━━━━━ SOURCE INFORMATION ━━━━━

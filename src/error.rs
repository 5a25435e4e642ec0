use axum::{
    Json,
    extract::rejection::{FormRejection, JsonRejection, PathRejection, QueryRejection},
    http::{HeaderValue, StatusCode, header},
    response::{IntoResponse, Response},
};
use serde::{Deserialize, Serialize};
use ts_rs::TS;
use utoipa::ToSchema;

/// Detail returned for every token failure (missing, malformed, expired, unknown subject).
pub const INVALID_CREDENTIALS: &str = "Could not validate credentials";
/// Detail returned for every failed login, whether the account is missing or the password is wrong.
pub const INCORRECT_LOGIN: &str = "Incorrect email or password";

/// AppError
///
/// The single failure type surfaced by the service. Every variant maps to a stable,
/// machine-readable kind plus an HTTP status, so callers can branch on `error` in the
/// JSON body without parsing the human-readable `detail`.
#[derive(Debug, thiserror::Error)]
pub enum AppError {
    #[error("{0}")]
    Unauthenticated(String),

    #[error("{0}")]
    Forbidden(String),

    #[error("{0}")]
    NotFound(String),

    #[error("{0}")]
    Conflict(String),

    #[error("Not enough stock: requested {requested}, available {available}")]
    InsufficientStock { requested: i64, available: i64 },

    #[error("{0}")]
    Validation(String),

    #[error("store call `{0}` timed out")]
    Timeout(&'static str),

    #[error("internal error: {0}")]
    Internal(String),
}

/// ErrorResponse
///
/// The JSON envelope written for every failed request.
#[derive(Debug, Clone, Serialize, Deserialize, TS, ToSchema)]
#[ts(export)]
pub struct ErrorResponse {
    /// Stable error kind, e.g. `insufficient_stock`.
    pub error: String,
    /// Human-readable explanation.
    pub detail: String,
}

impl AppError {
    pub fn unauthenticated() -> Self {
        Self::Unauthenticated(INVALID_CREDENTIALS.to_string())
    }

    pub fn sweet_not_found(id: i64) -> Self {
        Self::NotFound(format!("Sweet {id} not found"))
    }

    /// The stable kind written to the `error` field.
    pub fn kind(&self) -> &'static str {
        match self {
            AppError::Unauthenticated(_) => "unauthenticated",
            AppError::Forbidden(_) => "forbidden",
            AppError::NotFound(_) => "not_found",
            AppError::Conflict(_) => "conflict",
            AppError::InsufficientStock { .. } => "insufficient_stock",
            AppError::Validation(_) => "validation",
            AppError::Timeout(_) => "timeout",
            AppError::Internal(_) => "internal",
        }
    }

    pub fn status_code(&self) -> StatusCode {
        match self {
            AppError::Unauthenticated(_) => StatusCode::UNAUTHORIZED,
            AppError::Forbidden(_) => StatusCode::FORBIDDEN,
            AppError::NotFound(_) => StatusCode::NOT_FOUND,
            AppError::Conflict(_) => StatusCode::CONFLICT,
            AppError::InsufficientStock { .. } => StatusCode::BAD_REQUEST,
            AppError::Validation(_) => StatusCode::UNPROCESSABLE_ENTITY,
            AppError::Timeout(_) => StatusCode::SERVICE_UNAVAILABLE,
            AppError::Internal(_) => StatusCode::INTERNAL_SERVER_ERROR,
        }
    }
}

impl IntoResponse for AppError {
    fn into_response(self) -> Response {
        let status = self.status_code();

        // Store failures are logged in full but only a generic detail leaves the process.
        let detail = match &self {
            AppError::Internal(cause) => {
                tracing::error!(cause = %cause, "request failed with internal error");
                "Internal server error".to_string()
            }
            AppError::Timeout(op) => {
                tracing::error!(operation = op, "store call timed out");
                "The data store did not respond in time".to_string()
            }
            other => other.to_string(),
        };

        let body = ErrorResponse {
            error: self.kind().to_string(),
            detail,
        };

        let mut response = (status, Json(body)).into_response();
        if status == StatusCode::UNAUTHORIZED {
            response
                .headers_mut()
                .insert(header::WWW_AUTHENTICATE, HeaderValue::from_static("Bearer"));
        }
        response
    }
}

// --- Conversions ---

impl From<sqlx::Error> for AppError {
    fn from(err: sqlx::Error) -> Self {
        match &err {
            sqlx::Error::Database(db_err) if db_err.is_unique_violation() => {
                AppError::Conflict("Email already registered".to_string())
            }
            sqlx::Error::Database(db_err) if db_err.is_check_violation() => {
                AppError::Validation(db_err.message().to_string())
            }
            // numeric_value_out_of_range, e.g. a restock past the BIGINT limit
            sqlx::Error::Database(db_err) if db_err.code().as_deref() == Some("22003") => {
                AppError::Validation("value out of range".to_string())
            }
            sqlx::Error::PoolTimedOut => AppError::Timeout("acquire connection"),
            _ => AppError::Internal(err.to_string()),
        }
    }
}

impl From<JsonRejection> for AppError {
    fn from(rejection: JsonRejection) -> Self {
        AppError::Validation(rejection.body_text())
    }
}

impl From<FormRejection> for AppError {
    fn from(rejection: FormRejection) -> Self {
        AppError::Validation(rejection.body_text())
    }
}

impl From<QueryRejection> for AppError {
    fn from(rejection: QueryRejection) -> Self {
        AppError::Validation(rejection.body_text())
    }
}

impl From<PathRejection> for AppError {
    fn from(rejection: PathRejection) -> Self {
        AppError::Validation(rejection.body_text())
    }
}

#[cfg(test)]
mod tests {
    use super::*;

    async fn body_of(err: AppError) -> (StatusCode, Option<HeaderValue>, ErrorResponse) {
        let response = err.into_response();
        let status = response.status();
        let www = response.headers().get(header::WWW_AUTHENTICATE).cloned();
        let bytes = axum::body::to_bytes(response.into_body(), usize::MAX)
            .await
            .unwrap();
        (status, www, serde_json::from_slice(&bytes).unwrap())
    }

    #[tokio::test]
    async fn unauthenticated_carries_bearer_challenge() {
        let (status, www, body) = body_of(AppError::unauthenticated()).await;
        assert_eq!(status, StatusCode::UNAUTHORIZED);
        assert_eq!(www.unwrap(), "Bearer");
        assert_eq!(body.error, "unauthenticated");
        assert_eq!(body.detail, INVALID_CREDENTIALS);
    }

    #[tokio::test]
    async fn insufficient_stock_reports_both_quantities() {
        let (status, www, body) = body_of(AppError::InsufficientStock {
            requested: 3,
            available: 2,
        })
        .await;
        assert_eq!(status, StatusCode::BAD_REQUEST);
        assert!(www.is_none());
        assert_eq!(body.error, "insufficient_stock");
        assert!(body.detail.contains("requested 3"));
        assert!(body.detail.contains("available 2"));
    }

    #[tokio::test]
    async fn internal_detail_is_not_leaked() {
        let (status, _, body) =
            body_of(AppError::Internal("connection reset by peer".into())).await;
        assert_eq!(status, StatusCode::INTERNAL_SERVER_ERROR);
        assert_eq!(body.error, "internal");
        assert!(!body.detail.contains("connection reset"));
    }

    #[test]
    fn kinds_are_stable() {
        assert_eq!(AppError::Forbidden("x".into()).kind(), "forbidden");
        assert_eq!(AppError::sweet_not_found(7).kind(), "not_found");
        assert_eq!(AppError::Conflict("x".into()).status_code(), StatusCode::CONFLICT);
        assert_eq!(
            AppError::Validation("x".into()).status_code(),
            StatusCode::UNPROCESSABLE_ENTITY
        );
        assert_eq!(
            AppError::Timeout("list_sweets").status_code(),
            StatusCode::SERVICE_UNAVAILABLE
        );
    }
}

━━━━━
━━━━━ SOURCE INFORMATION ━━━━━

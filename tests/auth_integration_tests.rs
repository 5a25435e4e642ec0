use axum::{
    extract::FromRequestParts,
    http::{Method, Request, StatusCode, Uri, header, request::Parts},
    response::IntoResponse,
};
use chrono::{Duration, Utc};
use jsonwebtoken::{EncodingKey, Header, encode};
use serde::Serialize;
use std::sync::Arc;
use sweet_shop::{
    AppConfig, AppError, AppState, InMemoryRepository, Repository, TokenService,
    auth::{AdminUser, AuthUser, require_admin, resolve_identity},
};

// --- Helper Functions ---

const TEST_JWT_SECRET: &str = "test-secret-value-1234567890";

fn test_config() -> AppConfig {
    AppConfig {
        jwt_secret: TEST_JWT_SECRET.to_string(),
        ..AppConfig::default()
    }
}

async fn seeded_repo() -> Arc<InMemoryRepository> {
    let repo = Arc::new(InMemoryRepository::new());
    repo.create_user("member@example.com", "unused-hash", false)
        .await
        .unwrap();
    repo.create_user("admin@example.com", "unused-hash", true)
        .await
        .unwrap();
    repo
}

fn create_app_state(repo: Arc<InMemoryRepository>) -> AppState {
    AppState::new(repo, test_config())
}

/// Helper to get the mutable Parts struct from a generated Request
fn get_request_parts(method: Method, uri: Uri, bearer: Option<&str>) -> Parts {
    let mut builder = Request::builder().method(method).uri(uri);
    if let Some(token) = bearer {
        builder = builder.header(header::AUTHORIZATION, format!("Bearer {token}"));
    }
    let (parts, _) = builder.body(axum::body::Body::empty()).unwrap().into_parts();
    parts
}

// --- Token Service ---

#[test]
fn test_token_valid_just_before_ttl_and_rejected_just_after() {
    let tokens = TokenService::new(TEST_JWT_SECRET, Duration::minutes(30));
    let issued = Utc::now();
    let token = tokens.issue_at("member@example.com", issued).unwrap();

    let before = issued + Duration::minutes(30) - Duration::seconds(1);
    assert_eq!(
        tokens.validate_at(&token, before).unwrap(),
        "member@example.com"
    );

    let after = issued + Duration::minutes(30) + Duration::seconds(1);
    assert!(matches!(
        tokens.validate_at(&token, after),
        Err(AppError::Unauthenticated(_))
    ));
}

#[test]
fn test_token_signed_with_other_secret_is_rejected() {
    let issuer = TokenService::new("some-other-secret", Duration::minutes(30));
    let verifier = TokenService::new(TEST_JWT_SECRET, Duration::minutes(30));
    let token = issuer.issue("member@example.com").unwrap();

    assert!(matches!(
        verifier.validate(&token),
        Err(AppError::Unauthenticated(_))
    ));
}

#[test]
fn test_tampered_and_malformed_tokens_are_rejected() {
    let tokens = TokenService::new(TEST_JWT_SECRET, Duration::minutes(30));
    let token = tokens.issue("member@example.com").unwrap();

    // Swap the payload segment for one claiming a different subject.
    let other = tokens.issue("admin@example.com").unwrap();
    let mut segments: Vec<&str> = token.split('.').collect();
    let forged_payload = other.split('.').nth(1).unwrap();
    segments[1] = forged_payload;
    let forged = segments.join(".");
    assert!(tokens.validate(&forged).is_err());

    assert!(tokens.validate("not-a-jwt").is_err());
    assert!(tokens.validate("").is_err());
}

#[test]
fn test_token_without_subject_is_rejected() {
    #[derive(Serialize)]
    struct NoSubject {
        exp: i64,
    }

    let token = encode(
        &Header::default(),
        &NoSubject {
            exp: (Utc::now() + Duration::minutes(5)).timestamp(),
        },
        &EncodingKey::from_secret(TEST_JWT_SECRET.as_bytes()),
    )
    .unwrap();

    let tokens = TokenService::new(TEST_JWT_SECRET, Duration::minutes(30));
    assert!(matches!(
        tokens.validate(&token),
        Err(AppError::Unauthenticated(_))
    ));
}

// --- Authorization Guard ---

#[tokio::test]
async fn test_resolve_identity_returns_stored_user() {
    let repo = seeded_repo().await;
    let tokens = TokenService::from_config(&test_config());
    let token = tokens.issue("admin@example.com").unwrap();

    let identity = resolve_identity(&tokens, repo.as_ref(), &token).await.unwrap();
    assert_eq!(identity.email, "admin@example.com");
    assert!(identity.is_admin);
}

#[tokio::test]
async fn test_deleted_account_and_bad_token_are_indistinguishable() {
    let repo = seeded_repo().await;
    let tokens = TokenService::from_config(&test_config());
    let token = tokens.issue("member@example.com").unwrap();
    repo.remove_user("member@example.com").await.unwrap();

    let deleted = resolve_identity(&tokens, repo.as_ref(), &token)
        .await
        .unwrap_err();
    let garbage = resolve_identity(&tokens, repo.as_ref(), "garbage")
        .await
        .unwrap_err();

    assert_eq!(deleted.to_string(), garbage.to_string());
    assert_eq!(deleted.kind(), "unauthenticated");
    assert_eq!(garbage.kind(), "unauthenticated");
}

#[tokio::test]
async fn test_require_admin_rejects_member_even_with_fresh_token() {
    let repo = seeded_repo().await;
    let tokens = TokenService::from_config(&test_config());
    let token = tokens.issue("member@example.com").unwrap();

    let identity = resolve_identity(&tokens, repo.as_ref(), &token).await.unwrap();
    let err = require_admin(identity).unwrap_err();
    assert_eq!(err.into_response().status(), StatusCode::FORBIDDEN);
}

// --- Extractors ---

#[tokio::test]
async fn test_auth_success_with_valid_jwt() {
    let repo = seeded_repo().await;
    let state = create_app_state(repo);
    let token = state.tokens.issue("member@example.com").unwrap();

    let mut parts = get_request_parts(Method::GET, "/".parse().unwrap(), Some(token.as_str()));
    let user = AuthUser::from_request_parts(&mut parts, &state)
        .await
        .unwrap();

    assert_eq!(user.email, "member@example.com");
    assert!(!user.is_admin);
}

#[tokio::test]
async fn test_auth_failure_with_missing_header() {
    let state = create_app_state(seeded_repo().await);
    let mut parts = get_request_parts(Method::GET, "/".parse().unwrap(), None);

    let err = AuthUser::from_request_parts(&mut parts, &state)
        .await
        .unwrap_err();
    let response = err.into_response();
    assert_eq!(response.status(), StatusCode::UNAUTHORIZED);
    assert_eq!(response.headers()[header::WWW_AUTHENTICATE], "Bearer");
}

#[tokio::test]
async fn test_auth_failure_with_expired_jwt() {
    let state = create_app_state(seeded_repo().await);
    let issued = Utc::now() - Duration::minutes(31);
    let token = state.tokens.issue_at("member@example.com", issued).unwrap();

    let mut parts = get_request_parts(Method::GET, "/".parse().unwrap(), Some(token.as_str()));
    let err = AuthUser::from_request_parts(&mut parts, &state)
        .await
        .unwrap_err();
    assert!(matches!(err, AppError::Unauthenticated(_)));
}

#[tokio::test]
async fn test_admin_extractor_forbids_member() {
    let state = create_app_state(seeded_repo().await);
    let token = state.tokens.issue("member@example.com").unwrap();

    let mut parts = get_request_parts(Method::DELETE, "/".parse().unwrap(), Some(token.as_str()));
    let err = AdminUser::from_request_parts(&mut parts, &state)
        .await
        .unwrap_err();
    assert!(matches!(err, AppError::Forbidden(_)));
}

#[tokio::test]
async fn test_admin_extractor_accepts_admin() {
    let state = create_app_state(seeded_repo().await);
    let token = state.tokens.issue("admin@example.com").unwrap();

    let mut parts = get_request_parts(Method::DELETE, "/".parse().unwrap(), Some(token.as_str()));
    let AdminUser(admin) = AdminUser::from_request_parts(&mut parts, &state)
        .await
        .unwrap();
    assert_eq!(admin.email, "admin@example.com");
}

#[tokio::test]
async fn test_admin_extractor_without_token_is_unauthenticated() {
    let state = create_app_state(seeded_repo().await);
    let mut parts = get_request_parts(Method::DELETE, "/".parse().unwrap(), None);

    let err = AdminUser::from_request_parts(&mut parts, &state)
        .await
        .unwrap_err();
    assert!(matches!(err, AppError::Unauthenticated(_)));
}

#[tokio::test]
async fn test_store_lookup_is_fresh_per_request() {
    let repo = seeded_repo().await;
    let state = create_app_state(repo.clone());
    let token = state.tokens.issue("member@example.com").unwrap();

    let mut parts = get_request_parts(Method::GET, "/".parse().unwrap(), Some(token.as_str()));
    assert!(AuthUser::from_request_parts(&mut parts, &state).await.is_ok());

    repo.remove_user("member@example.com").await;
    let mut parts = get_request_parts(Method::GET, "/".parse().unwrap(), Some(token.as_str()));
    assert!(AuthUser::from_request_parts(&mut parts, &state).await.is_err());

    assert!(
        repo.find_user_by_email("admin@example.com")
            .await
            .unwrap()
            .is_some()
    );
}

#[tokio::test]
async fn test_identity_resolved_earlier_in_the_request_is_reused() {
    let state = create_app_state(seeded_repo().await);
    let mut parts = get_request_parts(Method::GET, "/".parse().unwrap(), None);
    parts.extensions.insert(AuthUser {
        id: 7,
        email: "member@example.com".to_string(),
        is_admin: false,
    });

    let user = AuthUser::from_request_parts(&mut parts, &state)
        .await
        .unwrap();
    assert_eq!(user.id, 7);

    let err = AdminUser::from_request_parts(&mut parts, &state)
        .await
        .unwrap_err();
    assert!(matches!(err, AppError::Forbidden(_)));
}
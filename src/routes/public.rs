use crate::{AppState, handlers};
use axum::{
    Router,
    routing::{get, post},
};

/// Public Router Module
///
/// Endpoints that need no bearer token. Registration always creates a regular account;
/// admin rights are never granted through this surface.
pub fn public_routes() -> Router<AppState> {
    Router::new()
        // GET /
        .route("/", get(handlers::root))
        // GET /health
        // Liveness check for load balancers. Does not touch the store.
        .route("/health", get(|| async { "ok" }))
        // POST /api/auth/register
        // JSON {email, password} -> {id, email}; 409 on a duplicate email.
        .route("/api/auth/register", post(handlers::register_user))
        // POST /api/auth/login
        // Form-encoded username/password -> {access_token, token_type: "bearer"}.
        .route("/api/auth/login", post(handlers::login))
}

━━━━━
━━━━━ SOURCE INFORMATION ━━━━━

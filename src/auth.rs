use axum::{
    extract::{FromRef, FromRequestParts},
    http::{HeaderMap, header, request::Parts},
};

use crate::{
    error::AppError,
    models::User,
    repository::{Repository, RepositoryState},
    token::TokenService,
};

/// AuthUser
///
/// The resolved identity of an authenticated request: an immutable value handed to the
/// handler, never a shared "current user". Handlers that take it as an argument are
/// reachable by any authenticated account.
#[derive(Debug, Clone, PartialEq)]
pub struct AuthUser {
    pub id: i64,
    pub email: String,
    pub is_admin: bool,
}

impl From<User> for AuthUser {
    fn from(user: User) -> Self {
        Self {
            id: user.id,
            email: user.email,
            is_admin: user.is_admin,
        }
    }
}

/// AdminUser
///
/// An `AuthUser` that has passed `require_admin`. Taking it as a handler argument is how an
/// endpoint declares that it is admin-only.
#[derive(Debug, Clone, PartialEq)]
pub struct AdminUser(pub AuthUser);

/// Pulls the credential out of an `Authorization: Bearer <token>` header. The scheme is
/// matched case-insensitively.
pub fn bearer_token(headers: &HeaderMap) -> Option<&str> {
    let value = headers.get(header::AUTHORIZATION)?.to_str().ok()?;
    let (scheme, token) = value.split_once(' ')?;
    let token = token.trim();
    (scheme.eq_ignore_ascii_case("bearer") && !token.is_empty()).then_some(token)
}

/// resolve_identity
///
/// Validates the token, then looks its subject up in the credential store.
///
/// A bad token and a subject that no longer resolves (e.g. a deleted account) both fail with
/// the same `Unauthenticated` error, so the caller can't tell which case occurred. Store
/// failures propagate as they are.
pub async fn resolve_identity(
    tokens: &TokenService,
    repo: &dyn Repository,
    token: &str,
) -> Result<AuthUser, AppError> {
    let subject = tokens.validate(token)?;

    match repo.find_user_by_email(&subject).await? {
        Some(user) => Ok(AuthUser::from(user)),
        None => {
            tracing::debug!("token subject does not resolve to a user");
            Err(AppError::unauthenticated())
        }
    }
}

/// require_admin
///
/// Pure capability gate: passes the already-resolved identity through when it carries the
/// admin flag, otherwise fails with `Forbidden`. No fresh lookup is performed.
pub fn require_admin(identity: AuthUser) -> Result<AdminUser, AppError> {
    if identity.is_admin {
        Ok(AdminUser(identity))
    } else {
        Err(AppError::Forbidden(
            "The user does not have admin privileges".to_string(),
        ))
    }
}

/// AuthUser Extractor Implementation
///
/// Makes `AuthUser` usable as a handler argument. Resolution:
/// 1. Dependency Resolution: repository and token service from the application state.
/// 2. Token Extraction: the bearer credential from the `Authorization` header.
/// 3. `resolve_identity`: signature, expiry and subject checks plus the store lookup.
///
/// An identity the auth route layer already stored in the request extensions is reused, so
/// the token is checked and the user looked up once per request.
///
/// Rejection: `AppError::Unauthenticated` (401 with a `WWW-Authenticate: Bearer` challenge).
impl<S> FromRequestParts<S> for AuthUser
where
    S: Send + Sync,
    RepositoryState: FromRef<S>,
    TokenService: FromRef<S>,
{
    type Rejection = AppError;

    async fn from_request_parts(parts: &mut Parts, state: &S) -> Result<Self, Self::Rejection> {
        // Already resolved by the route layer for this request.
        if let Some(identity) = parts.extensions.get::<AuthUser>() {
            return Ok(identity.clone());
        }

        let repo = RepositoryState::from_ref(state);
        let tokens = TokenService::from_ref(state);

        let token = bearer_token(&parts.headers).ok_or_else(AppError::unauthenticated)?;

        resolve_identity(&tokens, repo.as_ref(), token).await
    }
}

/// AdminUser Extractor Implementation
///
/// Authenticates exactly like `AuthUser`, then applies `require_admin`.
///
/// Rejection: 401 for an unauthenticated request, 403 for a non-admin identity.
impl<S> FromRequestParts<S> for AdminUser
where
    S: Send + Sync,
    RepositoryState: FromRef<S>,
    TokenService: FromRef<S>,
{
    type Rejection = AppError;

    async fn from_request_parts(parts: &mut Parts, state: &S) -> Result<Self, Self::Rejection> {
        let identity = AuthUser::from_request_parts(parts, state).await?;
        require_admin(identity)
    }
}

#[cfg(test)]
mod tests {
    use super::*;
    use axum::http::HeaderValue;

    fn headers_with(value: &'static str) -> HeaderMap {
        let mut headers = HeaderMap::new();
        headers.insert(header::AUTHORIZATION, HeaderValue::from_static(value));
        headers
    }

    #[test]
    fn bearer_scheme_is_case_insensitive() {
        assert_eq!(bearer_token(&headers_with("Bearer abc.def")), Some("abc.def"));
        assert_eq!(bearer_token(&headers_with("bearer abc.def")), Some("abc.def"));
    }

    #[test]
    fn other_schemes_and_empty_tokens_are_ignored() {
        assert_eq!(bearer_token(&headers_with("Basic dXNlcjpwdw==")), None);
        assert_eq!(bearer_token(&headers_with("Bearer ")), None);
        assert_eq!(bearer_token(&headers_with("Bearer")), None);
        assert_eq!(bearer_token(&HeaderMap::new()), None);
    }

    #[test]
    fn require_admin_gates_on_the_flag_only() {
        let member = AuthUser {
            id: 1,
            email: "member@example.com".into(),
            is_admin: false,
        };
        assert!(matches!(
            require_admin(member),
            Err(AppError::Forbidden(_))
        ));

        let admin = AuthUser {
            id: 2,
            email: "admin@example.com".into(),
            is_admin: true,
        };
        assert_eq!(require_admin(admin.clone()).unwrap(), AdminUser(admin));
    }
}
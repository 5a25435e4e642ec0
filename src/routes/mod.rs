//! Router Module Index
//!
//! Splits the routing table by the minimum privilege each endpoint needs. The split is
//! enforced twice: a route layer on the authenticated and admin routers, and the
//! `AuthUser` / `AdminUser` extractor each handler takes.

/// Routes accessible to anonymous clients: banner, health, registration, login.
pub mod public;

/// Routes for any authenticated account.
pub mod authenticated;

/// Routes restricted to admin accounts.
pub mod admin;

━━━━━

» **THE TASK**
Read the records above. Show each line that has the string "Conflict".

» **ANSWER SPACE**
    Conflict(String),
            AppError::Conflict(_) => "conflict",
            AppError::Conflict(_) => StatusCode::CONFLICT,
                AppError::Conflict("Email already registered".to_string())
        assert_eq!(AppError::Conflict("x".into()).status_code(), StatusCode::CONFLICT);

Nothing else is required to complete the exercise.